For all the local talk about the need to attract and hold job-creating businesses, many local governments are allowing their property-tax rates to reflect a growing bias against commercial property.
It creates an anti-business perception that can only hurt this area in the long run. While politicians routinely point to the need for more jobs, tax rates in some places are openly unfair to the businesses that would provide them.
The issue is the two-tier tax system that towns and cities can adopt, if they wish, in conjunction with a property revaluation. The property tax burden is split into two pieces, one to be paid by the homestead class (one-, two- and three-family houses) and the other by the non-homestead class (apartments and businesses). Commonly, at the beginning, tax rates for businesses are higher than tax rates for homes, but the greater problem is the tendency for the system's workings to widen the gap, to wrongly increase the disparity.
Two examples are afforded by the North Tonawanda and the Kenmore-Town of Tonawanda school systems, where tax rates for 1998-99 were recently determined.
In North Tonawanda, where the non-homestead rate was already 45 percent higher than the homestead rate, the homestead rate was increased by 53 cents per $1,000 of assessed valuation while the non-homestead rate went up $2.88. The gap gets worse.
In Ken-Ton, the non-homestead rate was already 54 per cent higher. But the gap widens because homestead properties get a decrease of $1.10 for each $1,000 of assessed valuation in 1998-99 while the non-homestead rate goes up $2.53.
The workings of the system are complex, but city and town governments are permitted under state law to make certain adjustments in the shares paid by each class so they can actively force the gap to narrow. School systems are bound by whatever municipal governments decide to do, but they should play a role in advocating a narrowing.

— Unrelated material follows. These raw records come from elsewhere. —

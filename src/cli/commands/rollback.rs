//! Rollback command implementation

use super::{open_store, report_failure, ChainArgs};
use clap::Args;

/// Arguments for the rollback command
#[derive(Args, Debug)]
pub struct RollbackArgs {
    #[command(flatten)]
    pub chain: ChainArgs,

    /// Number of versions to discard
    #[arg(short, long, default_value_t = 1)]
    pub steps: usize,
}

impl RollbackArgs {
    /// Execute the rollback command
    pub async fn execute(&self, config_path: &str) -> anyhow::Result<i32> {
        let store = match open_store(config_path).await {
            Ok(store) => store,
            Err(code) => return Ok(code),
        };

        let code = match store
            .rollback(self.chain.kind, &self.chain.patient, self.steps)
            .await
        {
            Ok(head) => {
                println!(
                    "⏪ Rolled back {} step(s); {} for {} is now version {}",
                    self.steps, self.chain.kind, self.chain.patient, head.sequence_no
                );
                0
            }
            Err(e) => report_failure("Rollback failed", &e),
        };

        store.close().await?;
        Ok(code)
    }
}
//! Domain identifier types with validation
//!
//! Newtype wrappers for the keys a version chain is addressed by.

use super::errors::VaultError;
use serde::{Deserialize, Serialize};
use std::fmt;
use std::str::FromStr;

/// Patient identifier newtype wrapper
///
/// An opaque, stable identifier for one patient. Blank identifiers and
/// identifiers containing NUL are rejected; everything else is passed
/// through verbatim.
///
/// # Examples
///
/// ```
/// use dhp_vault::domain::ids::PatientId;
/// use std::str::FromStr;
///
/// let patient_id = PatientId::from_str("P1").unwrap();
/// assert_eq!(patient_id.as_str(), "P1");
/// ```
#[derive(Debug, Clone, PartialEq, Eq, Hash, PartialOrd, Ord, Serialize, Deserialize)]
pub struct PatientId(String);

impl PatientId {
    /// Creates a new PatientId from a string
    ///
    /// # Errors
    ///
    /// Returns `VaultError::InvalidPatientId` if the id is blank or contains NUL
    pub fn new(id: impl Into<String>) -> Result<Self, VaultError> {
        let id = id.into();
        if id.trim().is_empty() {
            return Err(VaultError::InvalidPatientId(
                "Patient ID cannot be empty".to_string(),
            ));
        }
        if id.contains('\0') {
            return Err(VaultError::InvalidPatientId(
                "Patient ID cannot contain NUL characters".to_string(),
            ));
        }
        Ok(Self(id))
    }

    /// Returns the patient ID as a string slice
    pub fn as_str(&self) -> &str {
        &self.0
    }

    /// Consumes self and returns the inner String
    pub fn into_inner(self) -> String {
        self.0
    }
}

impl fmt::Display for PatientId {
    fn fmt(&self, f: &mut fmt::Formatter<'_>) -> fmt::Result {
        write!(f, "{}", self.0)
    }
}

impl FromStr for PatientId {
    type Err = VaultError;

    fn from_str(s: &str) -> Result<Self, Self::Err> {
        Self::new(s)
    }
}

impl AsRef<str> for PatientId {
    fn as_ref(&self) -> &str {
        &self.0
    }
}

/// The document types tracked per patient
///
/// Each patient has exactly one version chain per kind.
#[derive(Debug, Clone, Copy, PartialEq, Eq, Hash, PartialOrd, Ord, Serialize, Deserialize)]
#[serde(rename_all = "snake_case")]
pub enum DocumentKind {
    /// Digital health profile
    Dhp,
    /// Treatment plan status
    PlanStatus,
}

impl DocumentKind {
    /// All kinds, in a stable order
    pub const ALL: [DocumentKind; 2] = [DocumentKind::Dhp, DocumentKind::PlanStatus];

    /// The tag stored in the `document_kind` column
    pub fn as_str(&self) -> &'static str {
        match self {
            DocumentKind::Dhp => "dhp",
            DocumentKind::PlanStatus => "plan_status",
        }
    }
}

impl fmt::Display for DocumentKind {
    fn fmt(&self, f: &mut fmt::Formatter<'_>) -> fmt::Result {
        f.write_str(self.as_str())
    }
}

impl FromStr for DocumentKind {
    type Err = VaultError;

    fn from_str(s: &str) -> Result<Self, Self::Err> {
        match s.to_lowercase().as_str() {
            "dhp" => Ok(DocumentKind::Dhp),
            "plan_status" | "plan-status" | "plan" => Ok(DocumentKind::PlanStatus),
            other => Err(VaultError::InvalidDocumentKind(other.to_string())),
        }
    }
}

/// Position of an entry within its chain
///
/// Strictly increasing and never reused within a chain, including across
/// evictions and rollbacks.
#[derive(Debug, Clone, Copy, PartialEq, Eq, Hash, PartialOrd, Ord, Serialize, Deserialize)]
pub struct SequenceNo(u64);

impl SequenceNo {
    /// Sequence number before the first push
    pub const ZERO: SequenceNo = SequenceNo(0);

    pub fn new(value: u64) -> Self {
        Self(value)
    }

    pub fn value(&self) -> u64 {
        self.0
    }

    /// The sequence number that follows this one
    pub fn next(&self) -> Self {
        Self(self.0 + 1)
    }

    /// Converts to the signed representation stored in `BIGINT` columns
    pub fn to_db(&self) -> i64 {
        self.0 as i64
    }

    /// Converts from a `BIGINT` column value
    ///
    /// # Errors
    ///
    /// Returns `VaultError::Serialization` for negative values
    pub fn from_db(value: i64) -> Result<Self, VaultError> {
        u64::try_from(value)
            .map(Self)
            .map_err(|_| VaultError::Serialization(format!("Negative sequence number: {value}")))
    }
}

impl fmt::Display for SequenceNo {
    fn fmt(&self, f: &mut fmt::Formatter<'_>) -> fmt::Result {
        write!(f, "{}", self.0)
    }
}

/// Address of one version chain: a (patient, document kind) pair
#[derive(Debug, Clone, PartialEq, Eq, Hash, PartialOrd, Ord)]
pub struct ChainKey {
    pub patient_id: PatientId,
    pub kind: DocumentKind,
}

impl ChainKey {
    pub fn new(patient_id: PatientId, kind: DocumentKind) -> Self {
        Self { patient_id, kind }
    }
}

impl fmt::Display for ChainKey {
    fn fmt(&self, f: &mut fmt::Formatter<'_>) -> fmt::Result {
        write!(f, "{}/{}", self.patient_id, self.kind)
    }
}
//! PostgreSQL storage integration
//!
//! Mirrors version chains into the `version_chains` and
//! `patient_document_versions` tables.

pub mod adapter;
pub mod client;
pub mod models;

pub use adapter::PostgreSQLAdapter;
pub use client::PostgreSQLClient;
pub use models::{PostgreSQLChainRow, PostgreSQLVersionRow};
//! Domain models and types for the vault.
//!
//! # Overview
//!
//! The domain layer provides:
//! - **Strongly-typed identifiers** ([`PatientId`], [`DocumentKind`], [`SequenceNo`], [`ChainKey`])
//! - **Document payloads** ([`DocumentPayload`]), validated at the boundary
//! - **Error types** ([`VaultError`])
//! - **Result type alias** ([`Result`])
//!
//! # Type Safety
//!
//! ```rust
//! use dhp_vault::domain::{DocumentKind, DocumentPayload, PatientId};
//! use serde_json::json;
//!
//! # fn example() -> Result<(), Box<dyn std::error::Error>> {
//! let patient_id = PatientId::new("P1")?;
//! let payload = DocumentPayload::try_from(json!({"stage": "post-op"}))?;
//!
//! // Scalars and arrays are rejected before they reach a chain
//! assert!(DocumentPayload::try_from(json!([1, 2, 3])).is_err());
//! # let _ = (patient_id, payload, DocumentKind::Dhp);
//! # Ok(())
//! # }
//! ```

pub mod errors;
pub mod ids;
pub mod payload;
pub mod result;

pub use errors::VaultError;
pub use ids::{ChainKey, DocumentKind, PatientId, SequenceNo};
pub use payload::DocumentPayload;
pub use result::Result;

Surely, the two examples cited here should be warning flags for the North Tonawanda and Town of Tonawanda municipal governments to begin to use the state law to reduce unfairness to business. Actually, they would not be pioneers.

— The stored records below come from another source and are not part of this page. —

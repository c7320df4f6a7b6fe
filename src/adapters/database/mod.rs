//! Storage abstraction layer
//!
//! This module provides a trait-based abstraction over the durable store,
//! allowing the registry to work against PostgreSQL or an in-memory backend.

pub mod factory;
pub mod traits;

pub use factory::create_history_storage;
pub use traits::{HistoryStorage, StoredChain};
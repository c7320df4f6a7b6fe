//! History command implementation

use super::{open_store, report_failure, ChainArgs};
use clap::Args;

/// Arguments for the history command
#[derive(Args, Debug)]
pub struct HistoryArgs {
    #[command(flatten)]
    pub chain: ChainArgs,
}

impl HistoryArgs {
    /// Execute the history command
    pub async fn execute(&self, config_path: &str) -> anyhow::Result<i32> {
        let store = match open_store(config_path).await {
            Ok(store) => store,
            Err(code) => return Ok(code),
        };

        let code = match store.history(self.chain.kind, &self.chain.patient).await {
            Ok(entries) => {
                println!(
                    "📜 {} history for {} ({} of {} retained)",
                    self.chain.kind,
                    self.chain.patient,
                    entries.len(),
                    store.history_limit().get()
                );
                println!();
                println!("{:<10} {:<35} {}", "Version", "Created", "Fields");
                println!("{}", "─".repeat(60));

                // Newest first reads more naturally on a terminal
                for entry in entries.iter().rev() {
                    println!(
                        "{:<10} {:<35} {}",
                        entry.sequence_no,
                        entry.created_at.to_rfc3339(),
                        entry.payload.as_map().len()
                    );
                }
                0
            }
            Err(e) => report_failure("Lookup failed", &e),
        };

        store.close().await?;
        Ok(code)
    }
}
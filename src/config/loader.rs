//! Configuration loader with TOML parsing and environment variable overrides

use super::schema::{DatabaseTarget, VaultConfig};
use super::secret::secret_string;
use crate::domain::errors::VaultError;
use crate::domain::result::Result;
use regex::Regex;
use std::fs;
use std::path::Path;

/// Prefix for environment variable overrides
pub const ENV_PREFIX: &str = "DHP_VAULT_";

/// Loads configuration from a TOML file
///
/// This function:
/// 1. Reads the TOML file
/// 2. Performs environment variable substitution (${VAR} syntax)
/// 3. Parses the TOML into VaultConfig
/// 4. Applies environment variable overrides (DHP_VAULT_* prefix)
/// 5. Validates the configuration
///
/// # Errors
///
/// Returns `VaultError::Configuration` if any step fails
///
/// # Examples
///
/// ```no_run
/// use dhp_vault::config::loader::load_config;
///
/// let config = load_config("dhp-vault.toml").expect("Failed to load config");
/// ```
pub fn load_config(path: impl AsRef<Path>) -> Result<VaultConfig> {
    let path = path.as_ref();

    if !path.exists() {
        return Err(VaultError::Configuration(format!(
            "Configuration file not found: {}",
            path.display()
        )));
    }

    let contents = fs::read_to_string(path).map_err(|e| {
        VaultError::Configuration(format!(
            "Failed to read configuration file {}: {}",
            path.display(),
            e
        ))
    })?;

    parse_config(&contents)
}

/// Parses configuration from TOML text
///
/// Applies the same substitution, overrides and validation as [`load_config`].
///
/// # Errors
///
/// Returns `VaultError::Configuration` if parsing or validation fails
pub fn parse_config(contents: &str) -> Result<VaultConfig> {
    let contents = substitute_env_vars(contents)?;

    let mut config: VaultConfig = toml::from_str(&contents)
        .map_err(|e| VaultError::Configuration(format!("Failed to parse TOML: {}", e)))?;

    apply_env_overrides(&mut config)?;

    config.validate().map_err(|e| {
        VaultError::Configuration(format!("Configuration validation failed: {}", e))
    })?;

    Ok(config)
}

/// Substitutes environment variables in the format ${VAR_NAME}
///
/// Comment lines are copied through untouched.
///
/// # Errors
///
/// Returns an error naming every referenced variable that is not set
fn substitute_env_vars(input: &str) -> Result<String> {
    let re = Regex::new(r"\$\{([A-Z_][A-Z0-9_]*)\}")
        .map_err(|e| VaultError::Configuration(format!("Invalid substitution pattern: {e}")))?;
    let mut result = String::new();
    let mut missing_vars: Vec<String> = Vec::new();

    for line in input.lines() {
        if line.trim_start().starts_with('#') {
            result.push_str(line);
            result.push('\n');
            continue;
        }

        let processed_line = re.replace_all(line, |caps: &regex::Captures<'_>| {
            let var_name = &caps[1];
            match std::env::var(var_name) {
                Ok(value) => value,
                Err(_) => {
                    if !missing_vars.iter().any(|v| v == var_name) {
                        missing_vars.push(var_name.to_string());
                    }
                    caps[0].to_string()
                }
            }
        });
        result.push_str(&processed_line);
        result.push('\n');
    }

    if !missing_vars.is_empty() {
        return Err(VaultError::Configuration(format!(
            "Missing required environment variables: {}",
            missing_vars.join(", ")
        )));
    }

    Ok(result)
}

fn env_override(key: &str) -> Option<String> {
    std::env::var(format!("{ENV_PREFIX}{key}")).ok()
}

fn parse_override<T: std::str::FromStr>(key: &str, value: &str) -> Result<T> {
    value.parse().map_err(|_| {
        VaultError::Configuration(format!(
            "Invalid value '{value}' for environment override {ENV_PREFIX}{key}"
        ))
    })
}

/// Applies environment variable overrides using the DHP_VAULT_* prefix
///
/// Environment variables follow the pattern: DHP_VAULT_<SECTION>_<KEY>
/// For example: DHP_VAULT_STORE_HISTORY_LIMIT, DHP_VAULT_POSTGRESQL_HOST
fn apply_env_overrides(config: &mut VaultConfig) -> Result<()> {
    if let Some(val) = env_override("APPLICATION_LOG_LEVEL") {
        config.application.log_level = val;
    }

    if let Some(val) = env_override("DATABASE_TARGET") {
        config.database_target = match val.to_lowercase().as_str() {
            "postgresql" => DatabaseTarget::PostgreSQL,
            "memory" => DatabaseTarget::Memory,
            other => {
                return Err(VaultError::Configuration(format!(
                    "Invalid database target '{other}'. Must be one of: postgresql, memory"
                )))
            }
        };
    }

    if let Some(val) = env_override("STORE_HISTORY_LIMIT") {
        config.store.history_limit = parse_override("STORE_HISTORY_LIMIT", &val)?;
    }

    if let Some(ref mut pg_config) = config.postgresql {
        if let Some(val) = env_override("POSTGRESQL_HOST") {
            pg_config.host = val;
        }
        if let Some(val) = env_override("POSTGRESQL_PORT") {
            pg_config.port = parse_override("POSTGRESQL_PORT", &val)?;
        }
        if let Some(val) = env_override("POSTGRESQL_DATABASE") {
            pg_config.database = val;
        }
        if let Some(val) = env_override("POSTGRESQL_USER") {
            pg_config.user = val;
        }
        if let Some(val) = env_override("POSTGRESQL_PASSWORD") {
            pg_config.password = secret_string(val);
        }
        if let Some(val) = env_override("POSTGRESQL_MAX_CONNECTIONS") {
            pg_config.max_connections = parse_override("POSTGRESQL_MAX_CONNECTIONS", &val)?;
        }
        if let Some(val) = env_override("POSTGRESQL_SSL_MODE") {
            pg_config.ssl_mode = val;
        }
    }

    if let Some(val) = env_override("LOGGING_LOCAL_ENABLED") {
        config.logging.local_enabled = parse_override("LOGGING_LOCAL_ENABLED", &val)?;
    }
    if let Some(val) = env_override("LOGGING_LOCAL_PATH") {
        config.logging.local_path = val;
    }
    if let Some(val) = env_override("LOGGING_LOCAL_ROTATION") {
        config.logging.local_rotation = val;
    }

    Ok(())
}
//! Storage factory
//!
//! Builds the storage backend selected by `database_target`.

use crate::adapters::database::traits::HistoryStorage;
use crate::adapters::memory::InMemoryStorage;
use crate::adapters::postgresql::adapter::PostgreSQLAdapter;
use crate::adapters::postgresql::client::PostgreSQLClient;
use crate::config::schema::{DatabaseTarget, VaultConfig};
use crate::domain::{Result, VaultError};
use std::sync::Arc;

/// Create a storage backend based on the configuration
///
/// # Arguments
///
/// * `config` - The vault configuration
///
/// # Returns
///
/// Returns an Arc-wrapped trait object that implements HistoryStorage
///
/// # Errors
///
/// Returns an error if the backend cannot be created
pub async fn create_history_storage(
    config: &VaultConfig,
) -> Result<Arc<dyn HistoryStorage + Send + Sync>> {
    match config.database_target {
        DatabaseTarget::PostgreSQL => {
            let pg_config = config.postgresql.as_ref().ok_or_else(|| {
                VaultError::Configuration(
                    "postgresql configuration is required when database_target = 'postgresql'"
                        .to_string(),
                )
            })?;

            tracing::info!("Creating PostgreSQL history storage");
            let client = PostgreSQLClient::new(pg_config.clone()).await?;
            let adapter = PostgreSQLAdapter::new(client);

            Ok(Arc::new(adapter) as Arc<dyn HistoryStorage + Send + Sync>)
        }
        DatabaseTarget::Memory => {
            tracing::info!("Creating in-memory history storage");
            Ok(Arc::new(InMemoryStorage::new()) as Arc<dyn HistoryStorage + Send + Sync>)
        }
    }
}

Lackawanna has the biggest gap of all, but adjustments made by the city government in the spring produced a narrowing. The trend carries over to school taxes. For 1998-99, school tax rates for both classes have been decreased, but the non-homestead decrease is bigger. Buffalo City Hall also used the law to narrow the spread this year.

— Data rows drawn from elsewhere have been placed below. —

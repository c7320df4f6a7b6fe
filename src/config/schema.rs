//! Configuration schema types
//!
//! This module defines the configuration structure that maps to the TOML file.

use crate::config::SecretString;
use crate::core::chain::HistoryLimit;
use serde::{Deserialize, Serialize};

/// Storage backend selection
#[derive(Debug, Clone, Copy, PartialEq, Eq, Serialize, Deserialize)]
#[serde(rename_all = "lowercase")]
pub enum DatabaseTarget {
    /// PostgreSQL database
    PostgreSQL,
    /// Process-local storage, lost on exit
    Memory,
}

/// Main vault configuration
///
/// This is the root configuration structure that maps to the TOML file.
#[derive(Debug, Clone, Serialize, Deserialize)]
pub struct VaultConfig {
    /// Application-level settings
    #[serde(default)]
    pub application: ApplicationConfig,

    /// Storage backend (postgresql or memory)
    pub database_target: DatabaseTarget,

    /// Version history settings
    #[serde(default)]
    pub store: StoreConfig,

    /// PostgreSQL configuration (required if database_target = postgresql)
    #[serde(skip_serializing_if = "Option::is_none")]
    pub postgresql: Option<PostgreSQLConfig>,

    /// Logging configuration
    #[serde(default)]
    pub logging: LoggingConfig,
}

impl VaultConfig {
    /// Validates the configuration
    ///
    /// # Errors
    ///
    /// Returns an error if any configuration values are invalid
    pub fn validate(&self) -> Result<(), String> {
        self.application.validate()?;
        self.store.validate()?;

        // Only the active backend's section is validated
        if self.database_target == DatabaseTarget::PostgreSQL {
            match self.postgresql {
                Some(ref config) => config.validate()?,
                None => {
                    return Err(
                        "postgresql configuration is required when database_target = 'postgresql'"
                            .to_string(),
                    )
                }
            }
        }

        self.logging.validate()?;
        Ok(())
    }
}

/// Application-level configuration
#[derive(Debug, Clone, Serialize, Deserialize)]
pub struct ApplicationConfig {
    /// Log level (trace, debug, info, warn, error)
    #[serde(default = "default_log_level")]
    pub log_level: String,
}

impl ApplicationConfig {
    fn validate(&self) -> Result<(), String> {
        let valid_levels = ["trace", "debug", "info", "warn", "error"];
        if !valid_levels.contains(&self.log_level.as_str()) {
            return Err(format!(
                "Invalid log_level '{}'. Must be one of: {}",
                self.log_level,
                valid_levels.join(", ")
            ));
        }
        Ok(())
    }
}

impl Default for ApplicationConfig {
    fn default() -> Self {
        Self {
            log_level: default_log_level(),
        }
    }
}

/// Version history configuration
#[derive(Debug, Clone, Serialize, Deserialize)]
pub struct StoreConfig {
    /// Maximum number of versions retained per patient and document kind.
    /// Changing it for an existing database requires a migration.
    #[serde(default = "default_history_limit")]
    pub history_limit: usize,
}

impl StoreConfig {
    fn validate(&self) -> Result<(), String> {
        if self.history_limit == 0 || self.history_limit > HistoryLimit::MAX {
            return Err(format!(
                "store.history_limit must be between 1 and {}, got {}",
                HistoryLimit::MAX,
                self.history_limit
            ));
        }
        Ok(())
    }
}

impl Default for StoreConfig {
    fn default() -> Self {
        Self {
            history_limit: default_history_limit(),
        }
    }
}

/// PostgreSQL database configuration
#[derive(Debug, Clone, Serialize, Deserialize)]
pub struct PostgreSQLConfig {
    /// Server host name or address
    pub host: String,

    /// Server port
    #[serde(default = "default_pg_port")]
    pub port: u16,

    /// Database name
    pub database: String,

    /// Login role
    pub user: String,

    /// Login password
    /// Stored securely in memory and automatically zeroized on drop
    pub password: SecretString,

    /// Maximum number of connections in the pool
    #[serde(default = "default_pg_max_connections")]
    pub max_connections: usize,

    /// Connection timeout in seconds
    #[serde(default = "default_pg_connection_timeout_seconds")]
    pub connection_timeout_seconds: u64,

    /// Statement timeout in seconds
    #[serde(default = "default_pg_statement_timeout_seconds")]
    pub statement_timeout_seconds: u64,

    /// SSL negotiation mode (disable or prefer)
    #[serde(default = "default_pg_ssl_mode")]
    pub ssl_mode: String,
}

impl PostgreSQLConfig {
    fn validate(&self) -> Result<(), String> {
        if self.host.trim().is_empty() {
            return Err("postgresql.host cannot be empty".to_string());
        }

        if self.database.trim().is_empty() {
            return Err("postgresql.database cannot be empty".to_string());
        }

        if self.user.trim().is_empty() {
            return Err("postgresql.user cannot be empty".to_string());
        }

        if self.port == 0 {
            return Err("postgresql.port must be > 0".to_string());
        }

        if self.max_connections == 0 || self.max_connections > 100 {
            return Err(format!(
                "postgresql.max_connections must be between 1 and 100, got {}",
                self.max_connections
            ));
        }

        if self.connection_timeout_seconds == 0 {
            return Err("postgresql.connection_timeout_seconds must be > 0".to_string());
        }

        let valid_ssl_modes = ["disable", "prefer"];
        if !valid_ssl_modes.contains(&self.ssl_mode.as_str()) {
            return Err(format!(
                "postgresql.ssl_mode must be one of: {}, got '{}'",
                valid_ssl_modes.join(", "),
                self.ssl_mode
            ));
        }

        Ok(())
    }
}

/// Logging configuration
#[derive(Debug, Clone, Serialize, Deserialize)]
pub struct LoggingConfig {
    /// Enable local file logging
    #[serde(default)]
    pub local_enabled: bool,

    /// Local log directory
    #[serde(default = "default_local_path")]
    pub local_path: String,

    /// Log rotation strategy (daily, hourly, never)
    #[serde(default = "default_local_rotation")]
    pub local_rotation: String,
}

impl LoggingConfig {
    fn validate(&self) -> Result<(), String> {
        let valid_rotations = ["daily", "hourly", "never"];
        if !valid_rotations.contains(&self.local_rotation.as_str()) {
            return Err(format!(
                "Invalid logging.local_rotation '{}'. Must be one of: {}",
                self.local_rotation,
                valid_rotations.join(", ")
            ));
        }

        if self.local_enabled && self.local_path.trim().is_empty() {
            return Err("logging.local_path cannot be empty when local logging is enabled".to_string());
        }

        Ok(())
    }
}

impl Default for LoggingConfig {
    fn default() -> Self {
        Self {
            local_enabled: false,
            local_path: default_local_path(),
            local_rotation: default_local_rotation(),
        }
    }
}

// Default value functions
fn default_log_level() -> String {
    "info".to_string()
}

fn default_history_limit() -> usize {
    10
}

fn default_pg_port() -> u16 {
    5432
}

fn default_pg_max_connections() -> usize {
    10
}

fn default_pg_connection_timeout_seconds() -> u64 {
    30
}

fn default_pg_statement_timeout_seconds() -> u64 {
    60
}

fn default_pg_ssl_mode() -> String {
    "prefer".to_string()
}

fn default_local_path() -> String {
    "logs".to_string()
}

fn default_local_rotation() -> String {
    "daily".to_string()
}

#[cfg(test)]
mod tests {
    use super::*;
    use crate::config::secret_string;

    fn pg_config() -> PostgreSQLConfig {
        PostgreSQLConfig {
            host: "localhost".to_string(),
            port: 5432,
            database: "patients".to_string(),
            user: "vault".to_string(),
            password: secret_string("pass".to_string()),
            max_connections: 10,
            connection_timeout_seconds: 30,
            statement_timeout_seconds: 60,
            ssl_mode: "prefer".to_string(),
        }
    }

    fn config(target: DatabaseTarget) -> VaultConfig {
        VaultConfig {
            application: ApplicationConfig::default(),
            database_target: target,
            store: StoreConfig::default(),
            postgresql: Some(pg_config()),
            logging: LoggingConfig::default(),
        }
    }

    #[test]
    fn test_application_config_validation() {
        let mut config = ApplicationConfig::default();
        assert!(config.validate().is_ok());

        config.log_level = "invalid".to_string();
        assert!(config.validate().is_err());
    }

    #[test]
    fn test_history_limit_bounds() {
        let mut store = StoreConfig::default();
        assert_eq!(store.history_limit, 10);
        assert!(store.validate().is_ok());

        store.history_limit = 0;
        assert!(store.validate().is_err());

        store.history_limit = 1001;
        assert!(store.validate().is_err());
    }

    #[test]
    fn test_postgresql_config_validation() {
        let mut config = pg_config();
        assert!(config.validate().is_ok());

        config.max_connections = 0;
        assert!(config.validate().is_err());

        config.max_connections = 10;
        config.ssl_mode = "verify-full".to_string();
        assert!(config.validate().is_err());

        config.ssl_mode = "disable".to_string();
        config.host = " ".to_string();
        assert!(config.validate().is_err());
    }

    #[test]
    fn test_postgresql_section_required_for_postgresql_target() {
        let mut config = config(DatabaseTarget::PostgreSQL);
        assert!(config.validate().is_ok());

        config.postgresql = None;
        let err = config.validate().unwrap_err();
        assert!(err.contains("postgresql configuration is required"));
    }

    #[test]
    fn test_memory_target_ignores_postgresql_section() {
        let mut config = config(DatabaseTarget::Memory);
        config.postgresql = None;
        assert!(config.validate().is_ok());

        config.postgresql = Some(PostgreSQLConfig {
            max_connections: 0,
            ..pg_config()
        });
        assert!(config.validate().is_ok());
    }

    #[test]
    fn test_logging_config_validation() {
        let mut config = LoggingConfig::default();
        assert!(config.validate().is_ok());

        config.local_rotation = "weekly".to_string();
        assert!(config.validate().is_err());

        config.local_rotation = "hourly".to_string();
        config.local_enabled = true;
        config.local_path = String::new();
        assert!(config.validate().is_err());
    }

    #[test]
    fn test_password_redacted_in_debug() {
        let debug_output = format!("{:?}", pg_config());
        assert!(!debug_output.contains("\"pass\""));
    }
}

Generally speaking, the two-tier system was adopted in places where there are older residential communities and a historic -- but not necessarily continuing -- concentration of business and industry. It hasn't been used in the fast-growing suburbs.
Oddly, that means that the two-tier taxes have come into use in just the places that need to hold and increase job opportunities. While the two-tier system nicely cushions homeowners from a big tax-bill jump in connection with a revaluation, it's long term consequences to a community present economic dangers and potential job loss.
Instead of watching the gap widen, cities and towns should make judicious use of the law to begin narrowing it.